Mechanism of Holliday Junction Formation and Resolution

• Formation Process: Involves nicking of homologous strands and crossover which can migrate through branch migration.
• Resolution: Essential for separating chromatids, involves cleaving the junction at specific points.
• Branch Migration: Facilitated by ATP-dependent enzymes moving DNA past the junction.

Double-Strand Break Repair through Homologous Recombination

• RecBCD Complex:
  • Initiation: Edits DNA to create 3' overhangs on the damaged strand.
  • Recruitment of RecA: Binds to the single-stranded DNA to form a nucleoprotein filament for homologous pairing.

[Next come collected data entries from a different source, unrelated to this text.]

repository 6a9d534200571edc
//! Persistence of the view state to a key-value store.
//!
//! The whole state lives under one fixed key as a JSON object. Reading is
//! lenient field by field: a missing or mistyped field falls back to its
//! default, and unparseable JSON is treated as absent.

use serde::Serialize;
use serde_json::Value;
use std::collections::{BTreeSet, HashMap};
use std::path::PathBuf;
use std::sync::{Arc, Mutex};

use crate::error::{AppError, AppResult};
use crate::units::UnitSystem;
use crate::view::state::{CardId, PanelId, TimeWindow, ViewDefaults, ViewState, DEFAULT_HOURS};

/// Key the view state is stored under.
pub const SETTINGS_KEY: &str = "wx_settings";

/// Minimal string key-value store, the shape of the browser's local storage.
pub trait SettingsStore: Send {
    /// # Errors
    ///
    /// Returns an error if the backing storage cannot be read.
    fn load(&self, key: &str) -> AppResult<Option<String>>;

    /// # Errors
    ///
    /// Returns an error if the backing storage cannot be written.
    fn save(&mut self, key: &str, value: &str) -> AppResult<()>;
}

/// Wire shape of the persisted settings object.
#[derive(Debug, Clone, Default, PartialEq, Serialize)]
#[serde(rename_all = "camelCase")]
pub struct PersistedSettings {
    pub station: Option<String>,
    pub hours: Option<u32>,
    pub refresh_ms: Option<u64>,
    pub use_celsius: Option<bool>,
    pub hidden_cards: Vec<CardId>,
    pub hidden_charts: Vec<PanelId>,
    pub hide_nearby: Option<bool>,
    pub hide_daily: Option<bool>,
    pub hide_alerts: Option<bool>,
}

impl PersistedSettings {
    /// Parse stored text; anything unusable becomes "not set".
    #[must_use]
    pub fn from_json(text: &str) -> Self {
        let Ok(Value::Object(map)) = serde_json::from_str::<Value>(text) else {
            return Self::default();
        };

        let string = |k: &str| {
            map.get(k)
                .and_then(Value::as_str)
                .filter(|s| !s.trim().is_empty())
                .map(str::to_string)
        };
        let boolean = |k: &str| map.get(k).and_then(Value::as_bool);
        let ids = |k: &str| -> Vec<String> {
            map.get(k)
                .and_then(Value::as_array)
                .map(|items| {
                    items
                        .iter()
                        .filter_map(Value::as_str)
                        .map(str::to_string)
                        .collect()
                })
                .unwrap_or_default()
        };

        Self {
            station: string("station"),
            hours: map
                .get("hours")
                .and_then(Value::as_u64)
                .and_then(|h| u32::try_from(h).ok()),
            refresh_ms: map.get("refreshMs").and_then(Value::as_u64),
            use_celsius: boolean("useCelsius"),
            hidden_cards: ids("hiddenCards")
                .iter()
                .filter_map(|id| CardId::parse(id))
                .collect(),
            hidden_charts: ids("hiddenCharts")
                .iter()
                .filter_map(|id| PanelId::parse(id))
                .collect(),
            hide_nearby: boolean("hideNearby"),
            hide_daily: boolean("hideDaily"),
            hide_alerts: boolean("hideAlerts"),
        }
    }

    /// Snapshot of a view state. Absolute windows are not persisted.
    #[must_use]
    pub fn from_view(state: &ViewState) -> Self {
        let hours = match state.time_window() {
            TimeWindow::Relative { hours } => hours,
            TimeWindow::Absolute { .. } => DEFAULT_HOURS,
        };
        let sections = state.sections();
        Self {
            station: Some(state.station_id().to_string()),
            hours: Some(hours),
            refresh_ms: Some(state.refresh_interval_ms()),
            use_celsius: Some(state.unit_system() == UnitSystem::Celsius),
            hidden_cards: state.hidden_cards().iter().copied().collect(),
            hidden_charts: hidden_panels(state).into_iter().collect(),
            hide_nearby: Some(!sections.nearby),
            hide_daily: Some(!sections.daily),
            hide_alerts: Some(!sections.alerts),
        }
    }
}

/// Restore the view state from the store. Never fails.
pub fn load_view_state(store: &dyn SettingsStore, defaults: &ViewDefaults) -> ViewState {
    let settings = match store.load(SETTINGS_KEY) {
        Ok(Some(text)) => PersistedSettings::from_json(&text),
        Ok(None) => PersistedSettings::default(),
        Err(e) => {
            tracing::warn!(error = %e, "Failed to read persisted settings, using defaults");
            PersistedSettings::default()
        }
    };
    ViewState::restore(defaults, &settings)
}

/// Serialize the view state under [`SETTINGS_KEY`].
///
/// # Errors
///
/// Returns an error if serialization or the store write fails.
pub fn save_view_state(store: &mut dyn SettingsStore, state: &ViewState) -> AppResult<()> {
    let text = serde_json::to_string(&PersistedSettings::from_view(state))?;
    store.save(SETTINGS_KEY, &text)
}

/// In-memory store. Clones share the same map, so a test can keep a handle
/// while the dashboard owns another.
#[derive(Debug, Clone, Default)]
pub struct MemoryStore {
    entries: Arc<Mutex<HashMap<String, String>>>,
}

impl MemoryStore {
    #[must_use]
    pub fn new() -> Self {
        Self::default()
    }

    #[must_use]
    pub fn with_entry(key: &str, value: &str) -> Self {
        let store = Self::new();
        if let Ok(mut entries) = store.entries.lock() {
            entries.insert(key.to_string(), value.to_string());
        }
        store
    }

    #[must_use]
    pub fn get(&self, key: &str) -> Option<String> {
        self.entries.lock().ok()?.get(key).cloned()
    }
}

impl SettingsStore for MemoryStore {
    fn load(&self, key: &str) -> AppResult<Option<String>> {
        let entries = self
            .entries
            .lock()
            .map_err(|_| AppError::Internal("settings store lock poisoned".to_string()))?;
        Ok(entries.get(key).cloned())
    }

    fn save(&mut self, key: &str, value: &str) -> AppResult<()> {
        let mut entries = self
            .entries
            .lock()
            .map_err(|_| AppError::Internal("settings store lock poisoned".to_string()))?;
        entries.insert(key.to_string(), value.to_string());
        Ok(())
    }
}

/// Store backed by a single JSON file holding a `{key: value}` object.
#[derive(Debug, Clone)]
pub struct FileStore {
    path: PathBuf,
}

impl FileStore {
    #[must_use]
    pub fn new(path: impl Into<PathBuf>) -> Self {
        Self { path: path.into() }
    }

    fn read_entries(&self) -> AppResult<HashMap<String, String>> {
        let text = match std::fs::read_to_string(&self.path) {
            Ok(text) => text,
            Err(e) if e.kind() == std::io::ErrorKind::NotFound => return Ok(HashMap::new()),
            Err(e) => return Err(e.into()),
        };
        // A corrupt file reads as empty rather than blocking every later save
        Ok(serde_json::from_str(&text).unwrap_or_default())
    }
}

impl SettingsStore for FileStore {
    fn load(&self, key: &str) -> AppResult<Option<String>> {
        Ok(self.read_entries()?.remove(key))
    }

    fn save(&mut self, key: &str, value: &str) -> AppResult<()> {
        let mut entries = self.read_entries()?;
        entries.insert(key.to_string(), value.to_string());

        let tmp = self.path.with_extension("tmp");
        std::fs::write(&tmp, serde_json::to_vec_pretty(&entries)?)?;
        std::fs::rename(&tmp, &self.path)?;
        Ok(())
    }
}

/// Hidden-panel ids as a set, for callers that render toggles.
#[must_use]
pub fn hidden_panels(state: &ViewState) -> BTreeSet<PanelId> {
    PanelId::ALL
        .into_iter()
        .filter(|p| !state.is_panel_visible(*p))
        .collect()
}
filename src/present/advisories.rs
//! Alert severity levels and forecast advice.

use crate::model::ForecastPeriod;

#[derive(Debug, Clone, Copy, PartialEq, Eq, PartialOrd, Ord)]
pub enum AlertLevel {
    Advisory,
    Watch,
    Warning,
}

impl AlertLevel {
    #[must_use]
    pub fn label(self) -> &'static str {
        match self {
            Self::Advisory => "advisory",
            Self::Watch => "watch",
            Self::Warning => "warning",
        }
    }
}

/// Map free-text severity onto a level. The whole value is compared without
/// regard to case: extreme or severe, then moderate. Anything else (including
/// missing or phrases like "moderate to severe") is an advisory.
#[must_use]
pub fn classify_severity(severity: Option<&str>) -> AlertLevel {
    let severity = severity.unwrap_or_default().to_lowercase();
    if matches!(severity.as_str(), "extreme" | "severe") {
        AlertLevel::Warning
    } else if severity == "moderate" {
        AlertLevel::Watch
    } else {
        AlertLevel::Advisory
    }
}

#[derive(Debug, Clone, Copy, PartialEq, Eq)]
pub enum ForecastInsight {
    Umbrella,
    Hydration,
    WarmCoat,
    WindAlert,
    ClearSkies { daytime: bool },
    Overcast,
    Pleasant,
}

impl ForecastInsight {
    #[must_use]
    pub fn message(self) -> &'static str {
        match self {
            Self::Umbrella => "Rain likely, carry an umbrella",
            Self::Hydration => "Hot out there, stay hydrated",
            Self::WarmCoat => "Bundle up with a warm coat",
            Self::WindAlert => "Windy, secure loose objects",
            Self::ClearSkies { daytime: true } => "Clear skies, great day to be outside",
            Self::ClearSkies { daytime: false } => "Clear night, good for stargazing",
            Self::Overcast => "Overcast, a grey one",
            Self::Pleasant => "Pleasant conditions expected",
        }
    }
}

/// First matching rule wins.
#[must_use]
pub fn forecast_insight(period: &ForecastPeriod) -> ForecastInsight {
    let text = period.short_forecast.to_lowercase();

    if period.precip_probability.is_some_and(|p| p > 40.0) {
        ForecastInsight::Umbrella
    } else if period.temperature_f.is_some_and(|t| t > 85.0) {
        ForecastInsight::Hydration
    } else if period.temperature_f.is_some_and(|t| t < 40.0) {
        ForecastInsight::WarmCoat
    } else if period.wind_speed_mph.is_some_and(|w| w > 20.0) {
        ForecastInsight::WindAlert
    } else if text.contains("sunny") || text.contains("clear") {
        ForecastInsight::ClearSkies {
            daytime: period.is_daytime,
        }
    } else if text.contains("cloudy") {
        ForecastInsight::Overcast
    } else {
        ForecastInsight::Pleasant
    }
}
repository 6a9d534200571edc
//! Command adapter tests.
//!
//! Run with: cargo test --test input_test

use wx_dashboard::input::{AdminCommand, Input, InputError, parse_line};
use wx_dashboard::sync::Command;
use wx_dashboard::view::{Intent, PanelId, Section};

fn intent(line: &str) -> Intent {
    match parse_line(line) {
        Ok(Input::Dashboard(Command::Intent(intent))) => intent,
        other => panic!("expected intent from {line:?}, got {other:?}"),
    }
}

#[test]
fn view_intents() {
    assert_eq!(intent("station kalmillp10"), Intent::SelectStation("kalmillp10".to_string()));
    assert_eq!(intent("hours 48"), Intent::SelectRelativeWindow(48));
    assert_eq!(intent("unit"), Intent::ToggleUnit);
    assert_eq!(intent("panel wind-direction"), Intent::TogglePanel(PanelId::WindDirection));
    assert_eq!(intent("section alerts"), Intent::ToggleSection(Section::Alerts));
    assert_eq!(intent("interval 60000"), Intent::SetRefreshInterval(60_000));
    assert_eq!(intent("scrub 37.5"), Intent::SetSliderPosition(37.5));

    let Intent::SelectAbsoluteWindow { start, end } =
        intent("range 2025-06-01T00:00:00Z 2025-06-02T00:00:00Z")
    else {
        panic!("expected absolute window");
    };
    assert!(start < end);
}

#[test]
fn chart_and_admin_commands() {
    assert_eq!(parse_line("zoom 2").unwrap(), Input::Dashboard(Command::Zoom(2.0)));
    assert_eq!(parse_line("reset").unwrap(), Input::Dashboard(Command::ResetZoom));
    assert_eq!(parse_line("refresh").unwrap(), Input::Dashboard(Command::Refresh));
    assert!(matches!(
        parse_line("pan humidity 2025-06-01T02:00:00Z 2025-06-01T01:00:00Z").unwrap(),
        Input::Dashboard(Command::PanOrZoom { panel: PanelId::Humidity, range }) if range.min < range.max
    ));
    assert_eq!(
        parse_line("add kbay2 Bay Shore").unwrap(),
        Input::Admin(AdminCommand::AddStation {
            id: "KBAY2".to_string(),
            name: "Bay Shore".to_string()
        })
    );
    assert_eq!(parse_line("whoami").unwrap(), Input::Admin(AdminCommand::WhoAmI));
}

#[test]
fn bad_input() {
    assert_eq!(parse_line("   "), Err(InputError::Empty));
    assert_eq!(parse_line("fly away"), Err(InputError::Unknown("fly".to_string())));
    assert!(matches!(parse_line("hours many"), Err(InputError::Invalid { command: "hours", .. })));
    assert!(matches!(parse_line("panel radar"), Err(InputError::Invalid { .. })));
    assert!(matches!(parse_line("range 2025-06-01T00:00:00Z"), Err(InputError::Invalid { .. })));
    assert!(matches!(parse_line("add KX"), Err(InputError::Invalid { command: "add", .. })));
}
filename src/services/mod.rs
pub mod directory;
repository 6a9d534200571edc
use chrono::Local;
use futures::future::BoxFuture;
use futures::stream::{FuturesUnordered, StreamExt};
use futures::FutureExt;
use std::path::PathBuf;
use std::sync::Arc;
use std::time::Duration;
use tokio::sync::mpsc;
use tokio::time::{Instant, MissedTickBehavior, interval, interval_at};

use crate::api::{RequestLimits, WeatherSource};
use crate::chart::{ChartSyncController, VisibleRange};
use crate::error::AppResult;
use crate::model::ViewSnapshot;
use crate::present::{Surface, bind_view, export};
use crate::sync::orchestrator::{CycleGate, run_cycle};
use crate::view::persist::save_view_state;
use crate::view::{Intent, PanelId, SettingsStore, ViewState};

/// Everything the dashboard reacts to besides its own timer.
#[derive(Debug, Clone, PartialEq)]
pub enum Command {
    Intent(Intent),
    /// A panel was dragged or wheeled and now shows `range`.
    PanOrZoom { panel: PanelId, range: VisibleRange },
    Zoom(f64),
    ResetZoom,
    Refresh,
    Export(PathBuf),
}

/// Owns the view state and every collaborator, and runs the refresh loop.
pub struct Dashboard<S: WeatherSource> {
    source: Arc<S>,
    limits: RequestLimits,
    state: ViewState,
    store: Box<dyn SettingsStore>,
    charts: ChartSyncController,
    surface: Box<dyn Surface>,
    gate: CycleGate,
    snapshot: Option<Arc<ViewSnapshot>>,
}

impl<S: WeatherSource> Dashboard<S> {
    pub fn new(
        source: Arc<S>,
        limits: RequestLimits,
        state: ViewState,
        store: Box<dyn SettingsStore>,
        charts: ChartSyncController,
        surface: Box<dyn Surface>,
    ) -> Self {
        Self {
            source,
            limits,
            state,
            store,
            charts,
            surface,
            gate: CycleGate::new(),
            snapshot: None,
        }
    }

    #[must_use]
    pub fn state(&self) -> &ViewState {
        &self.state
    }

    #[must_use]
    pub fn charts(&self) -> &ChartSyncController {
        &self.charts
    }

    #[must_use]
    pub fn snapshot(&self) -> Option<&Arc<ViewSnapshot>> {
        self.snapshot.as_ref()
    }

    #[must_use]
    pub fn refresh_period(&self) -> Duration {
        Duration::from_millis(self.state.refresh_interval_ms())
    }

    /// Apply an intent, persist the result and update charts and surface.
    ///
    /// Returns whether the intent calls for an immediate refresh cycle.
    pub fn apply_intent(&mut self, intent: &Intent) -> bool {
        let next = self.state.apply(intent);
        if next == self.state {
            tracing::debug!(?intent, "Intent left view unchanged");
        }
        self.state = next;
        self.persist();

        if let Intent::SetSliderPosition(_) = intent {
            self.charts.on_scrub(self.state.slider_position_pct());
        }
        self.render();
        intent.triggers_refresh()
    }

    /// Returns whether the command calls for an immediate refresh cycle.
    pub fn handle(&mut self, command: Command) -> bool {
        match command {
            Command::Intent(intent) => self.apply_intent(&intent),
            Command::PanOrZoom { panel, range } => {
                self.charts.on_pan_or_zoom(panel, range);
                false
            }
            Command::Zoom(factor) => {
                self.charts.zoom(factor);
                false
            }
            Command::ResetZoom => {
                self.charts.reset();
                self.sync_slider();
                false
            }
            Command::Refresh => true,
            Command::Export(path) => {
                if let Err(e) = self.export(&path) {
                    tracing::error!(error = %e, path = %path.display(), "Export failed");
                }
                false
            }
        }
    }

    /// Start a cycle against the current state. The returned future owns
    /// everything it needs, so intents applied meanwhile cannot leak into it.
    pub fn begin_cycle(&mut self) -> BoxFuture<'static, ViewSnapshot> {
        let cycle = self.gate.begin();
        let source = self.source.clone();
        let state = self.state.clone();
        let limits = self.limits;
        async move { run_cycle(source.as_ref(), &state, &limits, cycle).await }.boxed()
    }

    /// Apply a finished cycle unless a newer one has already been applied.
    pub fn commit(&mut self, snapshot: ViewSnapshot) -> bool {
        if !self.gate.try_commit(snapshot.cycle) {
            tracing::debug!(
                cycle = snapshot.cycle,
                last_committed = self.gate.last_committed(),
                "Discarding stale cycle"
            );
            return false;
        }

        let snapshot = Arc::new(snapshot);
        if !self.charts.is_bound_to(&snapshot.series) {
            self.charts.bind(snapshot.series.clone());
            self.sync_slider();
        }
        tracing::debug!(cycle = snapshot.cycle, "Committed cycle");
        self.snapshot = Some(snapshot);
        self.render();
        true
    }

    /// Run one cycle to completion and commit it.
    pub async fn refresh_now(&mut self) -> bool {
        let snapshot = self.begin_cycle().await;
        self.commit(snapshot)
    }

    /// Drive the dashboard until `shutdown` resolves.
    ///
    /// The timer fires immediately, then every refresh interval. Changing the
    /// interval replaces the timer, so only one is ever armed. A closed command
    /// channel only stops command handling; cycles keep running on the timer.
    pub async fn run(
        &mut self,
        mut commands: mpsc::Receiver<Command>,
        shutdown: impl Future<Output = ()>,
    ) {
        let mut period = self.refresh_period();
        let mut ticker = interval(period);
        ticker.set_missed_tick_behavior(MissedTickBehavior::Delay);
        let mut in_flight = FuturesUnordered::new();
        let mut input_open = true;
        tokio::pin!(shutdown);

        tracing::info!(
            station = self.state.station_id(),
            interval_ms = self.state.refresh_interval_ms(),
            "Starting refresh loop"
        );

        loop {
            tokio::select! {
                () = &mut shutdown => {
                    tracing::info!(in_flight = in_flight.len(), "Stopping refresh loop");
                    break;
                }
                _ = ticker.tick() => {
                    in_flight.push(self.begin_cycle());
                }
                command = commands.recv(), if input_open => {
                    let Some(command) = command else {
                        tracing::info!("Command channel closed, refreshing on timer only");
                        input_open = false;
                        continue;
                    };
                    if self.handle(command) {
                        in_flight.push(self.begin_cycle());
                    }
                    let next = self.refresh_period();
                    if next != period {
                        period = next;
                        ticker = interval_at(Instant::now() + period, period);
                        ticker.set_missed_tick_behavior(MissedTickBehavior::Delay);
                        tracing::debug!(interval_ms = self.state.refresh_interval_ms(), "Refresh timer re-armed");
                    }
                }
                Some(snapshot) = in_flight.next(), if !in_flight.is_empty() => {
                    self.commit(snapshot);
                }
            }
        }
    }

    fn export(&self, path: &std::path::Path) -> AppResult<usize> {
        let series = self
            .snapshot
            .as_ref()
            .map(|s| s.series.clone())
            .unwrap_or_else(|| Arc::from(Vec::new()));
        export::export_to_path(
            path,
            &series,
            self.charts.visible_range().as_ref(),
            self.state.unit_system(),
        )
    }

    fn sync_slider(&mut self) {
        let pct = self.charts.slider_position_pct();
        if pct != self.state.slider_position_pct() {
            self.state = self.state.apply(&Intent::SetSliderPosition(pct));
            self.persist();
        }
    }

    fn persist(&mut self) {
        if let Err(e) = save_view_state(self.store.as_mut(), &self.state) {
            tracing::warn!(error = %e, "Failed to persist view state");
        }
    }

    fn render(&mut self) {
        if let Some(snapshot) = &self.snapshot {
            let view = bind_view(snapshot, &self.state, &Local);
            self.surface.render(&view);
        }
    }
}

RecA and Strand Invasion Process

• Filament Formation: RecA polymerizes on single-stranded DNA, facilitating the search for double-stranded homologous DNA.
• Strand Exchange: Binding leads to the spooling in of double-stranded DNA while unwinding occurs to facilitate strand invasion.

RuvABC Complex in Holliday Junction Resolution

• RuvA and RuvB: Enzymes that drive branch migration of Holliday Junctions.
• RuvC: Cleaves Holliday junctions to resolve them into separate strands.
• Possible Outcomes: Can produce different recombinant products via vertical or horizontal cleavage.

Key Proteins in Eukaryotic Homologous Recombination

• Rad51: Eukaryotic equivalent of RecA; critical in forming nucleoprotein filaments for homologous pairing.
• BRCA1/BRCA2: Contribute to DNA damage repair and tumor suppression, involved with homologous recombination processes.